Connie Britton, Dylan McDermott, and Taissa Farmiga
      Beyond the contemporary family that wishes it wasn’t in the house but, for a variety of reasons (upside down housing market, pregnancy, the show hasn’t been canceled yet) is stuck there, I’m not certain which of the other characters are living or are anything more than figments of the main family’s imaginations.  Actually, the characters that haven’t lived in or around the house seem to be living, but I’m still not sure about the rest.  Mageina Tovah, Lily Rabe, Matt Azure, and Eric Close have contributed stellar cameos so far as various victims of the house that have reappeared as ghosts or maybe demons.  The head demon seems to be Lange’s character and this is the best work she’s done since Music Box and Crimes of the Heart.  She’s connected strongly with non-American directors, perhaps because of her extensive travels in Europe in the ‘70s.  Lange’s supporters have praised her intensity, but I’ve sometimes mistaken her silent immobility as a cover for whether she can remember her next line.  However, she’s creepy, frightening and, yes, sexy as the neighbor Constance.  And yes, she is a constant, which makes me wonder if this is an eternal gateway to hell.  The most fascinating aspect of the show is that the writers have only dropped hints about the extent and origin of the evil.  It hasn’t been explicated in the narrative, but the imagery is both beautiful and gory.  It recalls both Buñuel’s 1920s – 1950s films, Goya’s expressions of outrage, and John Carpenter circa 1978 – 1982.  It’s that good.
      
      Now, for the hard part:  can Ryan Murphy and Brad Falchuk sustain this level for a season or longer?  Nip/Tuck felt like a three season show, but went on far longer.  We got that people wanting to be beautiful on the outside are screwed up on the inside and the surgeons who ‘assisted’ these patients were the ugliest of all, but seven seasons was too much.  Glee has been on a break with the Baseball Playoffs and World Series on Fox and I don’t miss it because it wasn’t going anywhere interesting when it started up this third season.  It reached a narrative peak last season when the kids competed nationally in New York and came in twelfth and that was fair.  It didn’t recover for me after Jane Lynch’s Sue married herself and Carol Burnett (who made no sense in the role at all) played her negligent and negligible mother.  It was supposed to be a satirical response to the battle over civil unions and same-sex marriage, but it wasn’t clear politically and it wasn’t funny.  The Glee Project demonstrated the talent and excitement of the “Hey kids, let’s put on a show” musical subgenre with greater acumen than the past half season of Glee because it also detailed how much hard work is necessary to pull it off.  (David E. Kelley’s shows also are designed for three seasons and have not been creatively sustainable beyond that extent.)  
      
      See American Horror Story now while it’s still thrilling and on the air.  Connie Britton is as great on this as she was on Friday Night Lights while Dylan McDermott and Taissa Farmiga have limned ambivalent, difficult characterizations with subtlety.  Fingers crossed that this will run as a marathon soon on FX.

I cover my eyes and my hair stands on end through most of the show.

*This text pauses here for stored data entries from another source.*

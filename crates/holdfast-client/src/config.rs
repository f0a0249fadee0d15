use std::time::Duration;

use url::Url;

use crate::error::SessionError;

/// Wait before recreating a session after a channel failure.
pub const RETRY_DELAY: Duration = Duration::from_millis(1000);

/// Per-call response ceiling. Longer than the server's poll hold (5000 ms)
/// so a slow-but-alive poll is not mistaken for a dead connection.
pub const RESPONSE_TIMEOUT: Duration = Duration::from_millis(10_000);

#[derive(Clone, Debug)]
pub struct ClientConfig {
    base_url: Url,
    retry_delay: Duration,
    response_timeout: Duration,
}

impl ClientConfig {
    pub fn new(server_base_url: impl AsRef<str>) -> Result<Self, SessionError> {
        let mut base = server_base_url.as_ref().trim().to_string();
        if base.is_empty() {
            return Err(SessionError::InvalidConfig(
                "server base url cannot be empty".into(),
            ));
        }
        if !base.contains("://") {
            let inferred_scheme = infer_scheme(&base);
            base = format!("{inferred_scheme}{base}");
        }
        // The endpoint paths are joined onto the base, so the final path
        // segment must not be swallowed by Url::join.
        if !base.ends_with('/') {
            base.push('/');
        }
        let parsed = Url::parse(&base)
            .map_err(|err| SessionError::InvalidConfig(format!("invalid server url: {err}")))?;
        match parsed.scheme() {
            "http" | "https" => {}
            other => {
                return Err(SessionError::InvalidConfig(format!(
                    "unsupported server url scheme '{other}'"
                )));
            }
        }
        Ok(Self {
            base_url: parsed,
            retry_delay: RETRY_DELAY,
            response_timeout: RESPONSE_TIMEOUT,
        })
    }

    pub fn base_url(&self) -> &Url {
        &self.base_url
    }

    pub fn retry_delay(&self) -> Duration {
        self.retry_delay
    }

    pub fn response_timeout(&self) -> Duration {
        self.response_timeout
    }

    pub fn with_retry_delay(mut self, delay: Duration) -> Self {
        self.retry_delay = delay;
        self
    }

    pub fn with_response_timeout(mut self, timeout: Duration) -> Self {
        self.response_timeout = timeout;
        self
    }
}

fn infer_scheme(base: &str) -> &'static str {
    let authority = base.split('/').next().unwrap_or(base);
    let host = if let Some(v6) = authority.strip_prefix('[') {
        v6.split(']').next().unwrap_or(v6).to_ascii_lowercase()
    } else {
        authority.split(':').next().unwrap_or(authority).to_ascii_lowercase()
    };
    let private_172 = host
        .strip_prefix("172.")
        .and_then(|rest| rest.split('.').next())
        .and_then(|octet| octet.parse::<u8>().ok())
        .is_some_and(|octet| (16..32).contains(&octet));
    if host == "localhost"
        || host == "0.0.0.0"
        || host == "::1"
        || host.starts_with("127.")
        || host.starts_with("10.")
        || host.starts_with("192.168.")
        || private_172
    {
        "http://"
    } else {
        "https://"
    }
}
use reqwest::StatusCode;
use thiserror::Error;

/// Everything that can go wrong while running a long-polling session.
///
/// `Clone` because a single failure may have to resolve a per-update reply
/// and ride the event stream at the same time.
#[derive(Error, Debug, Clone)]
pub enum SessionError {
    #[error("invalid client configuration: {0}")]
    InvalidConfig(String),
    #[error("long polling already started")]
    AlreadyStarted,
    #[error("long polling has not been started")]
    NotStarted,
    #[error("session has been terminated")]
    SessionInvalid,
    #[error("unexpected http status {0}")]
    HttpStatus(StatusCode),
    #[error("network error: {0}")]
    Network(String),
    #[error("request timed out")]
    Timeout,
    #[error("request could not be dispatched: {0}")]
    Dispatch(String),
    #[error("protocol error: {0}")]
    Protocol(String),
    #[error("response for a terminated session")]
    StaleSession,
    #[error("request aborted")]
    Aborted,
}

// reqwest::Error is not Clone, so classify instead of wrapping.
impl From<reqwest::Error> for SessionError {
    fn from(err: reqwest::Error) -> Self {
        if err.is_timeout() {
            SessionError::Timeout
        } else if err.is_builder() {
            SessionError::Dispatch(err.to_string())
        } else {
            SessionError::Network(err.to_string())
        }
    }
}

Neil just refuses to be in the same room when it's on.

1 comment:

  1. The history of the house intrigues me, especially after the interactive house tour ( http://www.youregoingtodieinthere.com/ ) but I don't like *anyone.* The daughter is tedious, the husband is weak, the wife is... I want to like her but I just can't seem to. Though I do enjoy that she's a fighter.

    The best character is the neighbor from hell, but I don't like her, and I definitely don't identify with her. With no connection to anyone, its hard to rationalize spending an hour every week with the show....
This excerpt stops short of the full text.